I saw in Natalie a beautiful girl who had a chance to develop into an even more beautiful young woman, and in talking to her, I realized she was even more extraordinary on the inside. Somehow she had survived my faults and lapses. I think all women see themselves in their daughters, or maybe they see an idealized version of themselves. I know my mother lived vicariously through me. In Natalie, though, I saw my baby girl growing up into someone much better than me—stronger, more mature, more together.

And I wanted to keep it that way. At the end of the day, raising a child was the most important thing I’d do in my life, and as we sat there, talking, yelling, crying, and hugging, I thought I’d better get it right, or at least try to, at each juncture. If piercing her tongue was the worst thing she did, Michael and I were going to be two happy parents. But we were a family in turmoil; that was the reality, and it was affecting everyone in different ways, including Natalie.

 

We needed help. I’d been going to therapy since my mother died, and it had kept me together. I suggested to Natalie that the three of us go to counseling, and she agreed. We went several times. With a therapist directing the conversation in a nonjudgmental and caring manner, we talked calmly and openly. We hit big issues, got beneath the surface, and discovered feelings that might never have come out.

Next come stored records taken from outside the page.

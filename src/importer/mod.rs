// ==========================================
// 学生成绩看板 - 导入层
// ==========================================
// 职责: 从 CSV 批量读取学生录入,交由 API 层逐行校验入库
// 约束: 只读文件,不回写
// ==========================================

pub mod error;
pub mod field_mapper;
pub mod file_parser;
pub mod roster_importer;

// 重导出核心类型
pub use error::{ImportError, ImportResult};
pub use field_mapper::FieldMapper;
pub use file_parser::{CsvParser, ParsedRow};
pub use roster_importer::{RosterCsvImporter, RosterRow};
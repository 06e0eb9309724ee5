// ==========================================
// 学生成绩看板 - 领域模型层
// ==========================================
// 职责: 定义领域实体、类型
// 红线: 不含存储逻辑,不含引擎逻辑
// ==========================================

pub mod import;
pub mod student;
pub mod types;

// 重导出核心类型
pub use import::{ImportReport, RejectedRow};
pub use student::{
    sample_submissions, RawSubmission, StudentRecord, ValidatedSubmission, CAT_MAX, EXAM_MAX,
    SCORE_MIN,
};
pub use types::{Grade, ScoreField};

For example, I brought up the hurt I felt upon learning that Natalie had kept a secret from me. Through talking about it, though, I realized I hadn’t been hurt as much as I’d been frightened of her keeping secrets the way I did and my mother did and her mother did. As I said, I didn’t want her to be like us.

Until then, Natalie didn’t know about the sordid family history. Once the door opened, though, I filled in the blanks and provided the backstories. It helped having the therapist there; I think it gave me courage. Without realizing it, as I told the story, I glossed over the details of my own life. I wasn’t fully aware of what I had been avoiding until the therapist suggested I tell Natalie about some of the problems I had growing up.

On the one hand, I was like “where do I start?” On the other, I was horrified of exposing all the truly rotten, self-destructive things I’d done and admitting that I wasn’t the perfect person I wanted to be for my daughter. At that point, the therapist asked if I really believed she thought I was perfect. I looked over at her. She made the cutest face and shrugged, as if to say, “Mom, you can stop pretending. I know you aren’t perfect.”

Part of me wanted to laugh at all the effort I’d wasted pretending to be someone I wasn’t, especially since it was obvious to everyone but me that I wasn’t perfect, and another part of me felt what it must be like when you jump out of a plane when skydiving for the first time. My stomach was in a knot, and I wasn’t sure I really wanted to take the plunge, yet I knew I’d be better off for it.

It came down to Natalie. This was my chance to break the pattern, to put three generations of secrets, shame, and personal shit on the table so she would be aware of it, make better decisions, and ultimately be spared having to go down the same self-destructive avenue. So I went for it. I told her about my fear of syphilis, the drug abuse, my two abortions, and more. It was as if I opened a box of keepsakes, but instead of trinkets, glass beads, ribbons, it was filled with pain, misery, anger, embarrassment, shame, and grief.

Telling my daughter those things was one of the most painful experiences of my life, and also one of the best and most profound. When I finished, I felt like my soul was exposed and vulnerable in a way it had never been in front of my child. All the pain, fear, and self-hate I’d ever tried to escape was flapping in the breeze, like laundry on the line. I’d claimed every bit of it. Then I looked into Natalie’s eyes for a response. They were as wet and red as mine. Unprompted, she got out of her chair, walked over to me, and gave me the hug of a lifetime.

“Mom, I know you shared all those stories so I wouldn’t have to go through the same things,” she said. “I understand.”

“You do?”

She nodded.

“I just want to say thank you so much. And I love you even more.”

That left just one person whose love I needed, and I was working on her.